Exercise: Nothing but the lines from the line with "pub fn is_empty(&self)" to the end of the records below should appear in the answer, each exactly as given.

Saved entries:
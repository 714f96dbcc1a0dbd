use bisect_expr::{EvalError, Expression, ParseError};
use bisect_solvers::equation::bisection;
use thiserror::Error;
use tracing::{debug, info};

use crate::{Settings, SettingsError, TraceViewer};

/// Errors that can occur when starting a solve from user settings.
#[derive(Debug, Error)]
pub enum SessionError {
    #[error(transparent)]
    Settings(#[from] SettingsError),

    #[error("invalid expression: {0}")]
    Parse(#[from] ParseError),

    #[error("solve failed: {0}")]
    Solve(#[from] bisection::Error<EvalError>),
}

/// Owns the viewer for the most recent successful solve.
///
/// A failed [`Session::start`] leaves the previous viewer in place, so the
/// user can fix their input without losing what is on screen.
#[derive(Debug, Default)]
pub struct Session {
    viewer: Option<TraceViewer>,
}

impl Session {
    #[must_use]
    pub fn new() -> Self {
        Self::default()
    }

    /// Parses and solves `settings`, replacing the current viewer on success.
    ///
    /// # Errors
    ///
    /// Returns an error if the settings are out of range, the expression does
    /// not parse, or the solver rejects the problem.
    pub fn start(&mut self, settings: &Settings) -> Result<&mut TraceViewer, SessionError> {
        settings.validate()?;
        let expression = Expression::parse(&settings.expression)?;
        debug!(%expression, lower = settings.lower, upper = settings.upper, "starting solve");

        let solution =
            bisection::solve_unobserved(&expression, settings.bracket(), &settings.config())?;
        info!(
            %expression,
            status = ?solution.status,
            root = solution.root,
            iters = solution.iters(),
            "solve finished",
        );

        Ok(self
            .viewer
            .insert(TraceViewer::new(expression.to_string(), solution)))
    }

    #[must_use]
    pub fn viewer(&self) -> Option<&TraceViewer> {
        self.viewer.as_ref()
    }

    pub fn viewer_mut(&mut self) -> Option<&mut TraceViewer> {
        self.viewer.as_mut()
    }
}
//! Core traits shared by the Bisect crates.
//!
//! This crate defines the abstractions that solvers and front ends build on:
//!
//! - [`Function`] — a scalar function of one real variable that may fail
//! - [`Infallible`] and [`Fallible`] — adapters that turn closures into functions
//! - [`Observer`] — receives solver events and optionally returns control actions

mod function;
mod observer;

pub use function::{Fallible, Function, Infallible, fallible, infallible};
pub use observer::Observer;
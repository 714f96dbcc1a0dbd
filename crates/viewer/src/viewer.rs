use bisect_solvers::equation::bisection::{Solution, Step};

/// A cursor over the trace of one completed solve.
///
/// The cursor always points at a recorded step unless the trace is empty,
/// which a solver never produces. Moving past either end is a no-op.
#[derive(Debug, Clone, PartialEq)]
pub struct TraceViewer {
    expression: String,
    solution: Solution,
    cursor: usize,
}

impl TraceViewer {
    /// Creates a viewer positioned at the first step.
    pub fn new(expression: impl Into<String>, solution: Solution) -> Self {
        Self {
            expression: expression.into(),
            solution,
            cursor: 0,
        }
    }

    /// The expression text that was solved.
    #[must_use]
    pub fn expression(&self) -> &str {
        &self.expression
    }

    #[must_use]
    pub fn solution(&self) -> &Solution {
        &self.solution
    }

    /// Returns the step under the cursor.
    #[must_use]
    pub fn current(&self) -> Option<&Step> {
        self.solution.trace.get(self.cursor)
    }

    /// Advances one step; returns false if already at the last step.
    #[allow(clippy::should_implement_trait)]
    pub fn next(&mut self) -> bool {
        if self.is_last() {
            return false;
        }
        self.cursor += 1;
        true
    }

    /// Moves back one step; returns false if already at the first step.
    pub fn previous(&mut self) -> bool {
        if self.is_first() {
            return false;
        }
        self.cursor -= 1;
        true
    }

    pub fn first(&mut self) {
        self.cursor = 0;
    }

    pub fn last(&mut self) {
        self.cursor = self.len().saturating_sub(1);
    }

    /// One-based position of the cursor.
    #[must_use]
    pub fn position(&self) -> usize {
        self.cursor + 1
    }

    /// Number of steps in the trace.
    #[must_use]
    pub fn len(&self) -> usize {
        self.solution.iters()
    }

    #[must_use]
    pub fn is_empty(&self) -> bool {
        self.solution.trace.is_empty()
    }

    #[must_use]
    pub fn is_first(&self) -> bool {
        self.cursor == 0
    }

    #[must_use]
    pub fn is_last(&self) -> bool {
        self.cursor + 1 >= self.len()
    }

    /// True once the final step is on screen and the result can be shown.
    #[must_use]
    pub fn is_finished(&self) -> bool {
        !self.is_empty() && self.is_last()
    }
}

Answer area:
    pub fn is_empty(&self) -> bool {
        self.solution.trace.is_empty()
    }

    #[must_use]
    pub fn is_first(&self) -> bool {
        self.cursor == 0
    }

    #[must_use]
    pub fn is_last(&self) -> bool {
        self.cursor + 1 >= self.len()
    }

    /// True once the final step is on screen and the result can be shown.
    #[must_use]
    pub fn is_finished(&self) -> bool {
        !self.is_empty() && self.is_last()
    }
}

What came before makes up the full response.